Scared of Being Diagnosed with Heart Failure? This Pre-Diagnosis Guide Will Help You Calm
- Symptoms of heart failure are same as those in other diseases
- Heart failure is diagnosed using the medical and family history
- Further diagnostic tests include a physical exam of the heart and its functioning
- Heart failure does not show peculiar signs of itself and the best way to prevent is lifestyle changes
Early diagnosis and treatment can help people who have heart failure live longer, more active lives.
According to National Heart, Lung and Blood Institute, United States, your doctor will diagnose heart failure based on your medical and family history, a physical exam, and test results. The signs and symptoms of heart failure also are common in other conditions.
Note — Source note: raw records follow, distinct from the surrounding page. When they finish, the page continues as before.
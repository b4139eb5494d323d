use crate::console_command::RunnerEvent;
use crate::error::RunError;
use crate::run_request::{RunOutcome, RunRequest};
use crate::settings::RunnerSettings;

use std::path::PathBuf;

#[derive(Debug, Clone, Copy, PartialEq, Eq)]
pub enum Status {
    Idle,
    Running { dots: u8 },
    Complete,
    Failed,
}

impl Status {
    pub fn text(&self) -> String {
        match self {
            Status::Idle => String::new(),
            Status::Running { dots } => format!("Loading{}", ".".repeat(*dots as usize)),
            Status::Complete => "Complete!".to_string(),
            Status::Failed => "Error occurred".to_string(),
        }
    }

    pub fn css_class(&self) -> Option<&'static str> {
        match self {
            Status::Idle => None,
            Status::Running { .. } => Some("status-running"),
            Status::Complete => Some("status-success"),
            Status::Failed => Some("status-error"),
        }
    }
}

#[derive(Debug, Clone, Copy, PartialEq, Eq)]
pub enum InputKind {
    Model,
    Cloth,
}

impl InputKind {
    pub fn dialog_title(&self) -> &'static str {
        match self {
            InputKind::Model => "Select Model File",
            InputKind::Cloth => "Select Cloth File",
        }
    }

    fn label_prefix(&self) -> &'static str {
        match self {
            InputKind::Model => "Model Path",
            InputKind::Cloth => "Cloth Path",
        }
    }
}

/// What the window has to do once a run ends.
#[derive(Debug, Clone, PartialEq, Eq)]
pub struct Completion {
    pub status: Status,
    pub image: Option<PathBuf>,
}

/// Everything the window shows that is not read back from a widget.
/// Lives on the GTK thread only.
#[derive(Debug)]
pub struct AppState {
    pub settings: RunnerSettings,
    model_path: String,
    cloth_path: String,
    run_enabled: bool,
    status: Status,
    marker_progress: Option<i32>,
    line_progress: u32,
}

impl AppState {
    pub fn new(settings: RunnerSettings) -> Self {
        Self {
            settings,
            model_path: String::new(),
            cloth_path: String::new(),
            run_enabled: true,
            status: Status::Idle,
            marker_progress: None,
            line_progress: 0,
        }
    }

    pub fn path(&self, kind: InputKind) -> &str {
        match kind {
            InputKind::Model => &self.model_path,
            InputKind::Cloth => &self.cloth_path,
        }
    }

    pub fn path_label(&self, kind: InputKind) -> String {
        let path = self.path(kind);
        if path.is_empty() {
            format!("{}: Not Selected", kind.label_prefix())
        } else {
            format!("{}: {}", kind.label_prefix(), path)
        }
    }

    /// `None` means the chooser was cancelled. Returns whether the path changed.
    pub fn select(&mut self, kind: InputKind, chosen: Option<String>) -> bool {
        let Some(path) = chosen.filter(|p| !p.is_empty()) else {
            return false;
        };
        match kind {
            InputKind::Model => self.model_path = path,
            InputKind::Cloth => self.cloth_path = path,
        }
        true
    }

    pub fn run_enabled(&self) -> bool {
        self.run_enabled
    }

    pub fn status(&self) -> Status {
        self.status
    }

    pub fn is_running(&self) -> bool {
        matches!(self.status, Status::Running { .. })
    }

    /// Validates the paths and moves into the running state. On error
    /// nothing is changed.
    pub fn begin_run(&mut self, scale: &str, sample: &str) -> Result<String, RunError> {
        let request = RunRequest::new(&self.model_path, &self.cloth_path, scale, sample)?;
        let command = request.command_line(&self.settings);
        self.run_enabled = false;
        self.status = Status::Running { dots: 1 };
        self.marker_progress = None;
        self.line_progress = 0;
        Ok(command)
    }

    /// Advances the loading animation, `Loading.` to `Loading...` and around.
    pub fn tick(&mut self) -> Option<Status> {
        match &mut self.status {
            Status::Running { dots } => {
                *dots = (*dots % 3) + 1;
                Some(self.status)
            }
            _ => None,
        }
    }

    /// Applies a progress event and returns the bar fraction to show.
    pub fn record_progress(&mut self, event: &RunnerEvent) -> Option<f64> {
        if !self.is_running() {
            return None;
        }
        match event {
            RunnerEvent::Progress(value) => self.marker_progress = Some(*value),
            RunnerEvent::LineProgress(value) => self.line_progress = *value,
            _ => return None,
        }
        Some(self.progress_fraction())
    }

    /// Marker progress from the script wins over the line-count guess.
    pub fn progress_fraction(&self) -> f64 {
        let percent = match self.marker_progress {
            Some(value) => value.clamp(0, 100) as f64,
            None => self.line_progress.min(100) as f64,
        };
        percent / 100.0
    }

    /// Ends the current run. Returns `None` if no run is in flight, so a run
    /// re-enables the trigger only once.
    pub fn finish(&mut self, outcome: &RunOutcome) -> Option<Completion> {
        if !self.is_running() {
            return None;
        }
        self.run_enabled = true;
        if outcome.success {
            self.status = Status::Complete;
            let image = Some(outcome.output_image.clone()).filter(|path| path.exists());
            Some(Completion {
                status: self.status,
                image,
            })
        } else {
            self.status = Status::Failed;
            Some(Completion {
                status: self.status,
                image: None,
            })
        }
    }
}

#[cfg(test)]
mod tests {
    use super::*;
    use std::io::Write;

    fn ready_state() -> AppState {
        let mut state = AppState::new(RunnerSettings::default());
        state.select(InputKind::Model, Some("M".to_string()));
        state.select(InputKind::Cloth, Some("C".to_string()));
        state
    }

    #[test]
    fn run_without_paths_changes_nothing() {
        let mut state = AppState::new(RunnerSettings::default());
        assert!(matches!(state.begin_run("2.0", "1"), Err(RunError::MissingInput)));
        assert!(state.run_enabled());
        assert_eq!(state.status(), Status::Idle);

        state.select(InputKind::Model, Some("M".to_string()));
        assert!(state.begin_run("2.0", "1").is_err());
        assert!(state.run_enabled());
        assert!(!state.is_running());
    }

    #[test]
    fn begin_run_builds_command_and_disables_trigger() {
        let mut state = ready_state();
        let command = state.begin_run("2.0", "1").unwrap();
        assert_eq!(
            command,
            "python run_ootd.py --model_path M --cloth_path C --scale 2.0 --sample 1"
        );
        assert!(!state.run_enabled());
        assert_eq!(state.status().text(), "Loading.");
        assert_eq!(state.status().css_class(), Some("status-running"));
    }

    #[test]
    fn cancelled_chooser_keeps_previous_path() {
        let mut state = AppState::new(RunnerSettings::default());
        assert!(state.select(InputKind::Model, Some("/img/person.png".to_string())));
        assert!(!state.select(InputKind::Model, None));
        assert_eq!(state.path(InputKind::Model), "/img/person.png");
        assert_eq!(state.path_label(InputKind::Model), "Model Path: /img/person.png");
        assert_eq!(state.path_label(InputKind::Cloth), "Cloth Path: Not Selected");
    }

    #[test]
    fn loading_dots_cycle() {
        let mut state = ready_state();
        assert_eq!(state.tick(), None);
        state.begin_run("2.0", "1").unwrap();
        let texts: Vec<String> = (0..4).map(|_| state.tick().unwrap().text()).collect();
        assert_eq!(texts, ["Loading..", "Loading...", "Loading.", "Loading.."]);
    }

    #[test]
    fn success_loads_existing_output() {
        let mut file = tempfile::NamedTempFile::new().unwrap();
        file.write_all(b"png").unwrap();
        let outcome = RunOutcome {
            success: true,
            output_image: file.path().to_path_buf(),
        };

        let mut state = ready_state();
        state.begin_run("2.0", "1").unwrap();
        let completion = state.finish(&outcome).unwrap();
        assert_eq!(completion.status, Status::Complete);
        assert_eq!(completion.image.as_deref(), Some(file.path()));
        assert_eq!(completion.status.text(), "Complete!");
        assert_eq!(completion.status.css_class(), Some("status-success"));
        assert!(state.run_enabled());
    }

    #[test]
    fn success_without_output_shows_no_image() {
        let dir = tempfile::tempdir().unwrap();
        let outcome = RunOutcome {
            success: true,
            output_image: dir.path().join("missing.png"),
        };
        let mut state = ready_state();
        state.begin_run("2.0", "1").unwrap();
        let completion = state.finish(&outcome).unwrap();
        assert_eq!(completion.status, Status::Complete);
        assert_eq!(completion.image, None);
    }

    #[test]
    fn failure_never_loads_image() {
        let file = tempfile::NamedTempFile::new().unwrap();
        let outcome = RunOutcome {
            success: false,
            output_image: file.path().to_path_buf(),
        };
        let mut state = ready_state();
        state.begin_run("2.0", "1").unwrap();
        let completion = state.finish(&outcome).unwrap();
        assert_eq!(completion.status, Status::Failed);
        assert_eq!(completion.image, None);
        assert_eq!(completion.status.text(), "Error occurred");
        assert_eq!(completion.status.css_class(), Some("status-error"));
        assert!(state.run_enabled());
    }

    #[test]
    fn trigger_reenabled_once_per_run() {
        let outcome = RunOutcome::new(false, &RunnerSettings::default());
        let mut state = ready_state();
        state.begin_run("2.0", "1").unwrap();
        assert!(state.finish(&outcome).is_some());
        assert!(state.finish(&outcome).is_none());
        assert!(state.run_enabled());
    }

    #[test]
    fn marker_progress_overrides_line_count() {
        let mut state = ready_state();
        state.begin_run("2.0", "1").unwrap();
        assert_eq!(state.record_progress(&RunnerEvent::LineProgress(10)), Some(0.1));
        assert_eq!(state.record_progress(&RunnerEvent::Progress(42)), Some(0.42));
        assert_eq!(state.record_progress(&RunnerEvent::LineProgress(90)), Some(0.42));
        assert_eq!(state.record_progress(&RunnerEvent::Progress(250)), Some(1.0));
        assert_eq!(state.record_progress(&RunnerEvent::Line("x".to_string())), None);
    }

    #[test]
    fn progress_after_finish_is_dropped() {
        let mut state = ready_state();
        state.begin_run("2.0", "1").unwrap();
        state.finish(&RunOutcome::new(true, &RunnerSettings::default()));
        assert_eq!(state.record_progress(&RunnerEvent::Progress(50)), None);
    }
}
Thus, your doctor will:
- Find out whether you have a disease or condition that can cause heart failures, such as coronary heart disease (CHD), high blood pressure, or diabetes
- Rule out other causes of your symptoms
- Find any damage to your heart and check how well your heart pumps blood
Medical and Family History
Your doctor will ask whether you or others in your family have or have had a disease or condition that can cause heart failure.
During the physical exam, your doctor will:
- Listen to your heart for sounds that aren't normal
- Listen to your lungs for the sounds of extra fluid buildup
- Look for swelling in your ankles, feet, legs, abdomen, and the veins in your neck.
An EKG is a simple, painless test that detects and records the heart's electrical activity. The test shows how fast your heart is beating and its rhythm (steady or irregular). An EKG also records the strength and timing of electrical signals as they pass through your heart.
An EKG may show whether the walls in your heart's pumping chambers are thicker than normal. Thicker walls can make it harder for your heart to pump blood. An EKG also can show signs of a previous or current heart attack.
A chest x-ray takes pictures of the structures inside your chest, such as your heart, lungs, and blood vessels. This test can show whether your heart is enlarged, you have fluid in your lungs, or you have lung disease.
Echocardiography (echo) uses sound waves to create a moving picture of your heart. The test shows the size and shape of your heart and how well your heart chambers and valves work.
Echo also can identify areas of poor blood flow to the heart, areas of heart muscle that aren't contracting normally, and heart muscle damage caused by lack of blood flow.
Echo might be done before and after a stress test (see below). A stress echo can show how well blood is flowing through your heart. The test also can show how well your heart pumps blood when it beats.
Coronary angiography (an-jee-OG-rah-fee) usually is done with cardiac catheterization. A dye that can be seen on x-ray is injected into your bloodstream through the tip of the catheter. The dye allows your doctor to see the flow of blood to your heart muscle. Angiography also shows how well your heart is pumping.
Cardiac MRI (magnetic resonance imaging) uses radio waves, magnets, and a computer to create pictures of your heart as it's beating. The test produces both still and moving pictures of your heart and major blood vessels.
A cardiac MRI can show whether parts of your heart are damaged. Doctors also have used MRI in research studies to find early signs of heart failure, even before symptoms appear.
Prognosis of Heart Failure
The prognosis of heart failure, once it has been diagnosed, depends on the patient's age, the severity of the underlying medical condition/heart disease, the severity of heart failure among other factors. It has been seen that in people who had a treatable cause of heart failure could easily regain the normal functioning of heart post-treatment. When given appropriate treatment, even those people who develop a heart failure because of a long-standing medical problem like some form of heart diseases tend to enjoy several years of productive life.
Because heart failure does not have any warning signs, it is important for a person to reduce his/her chances of surviving one by way of preventive measures in the form of lifestyle changes.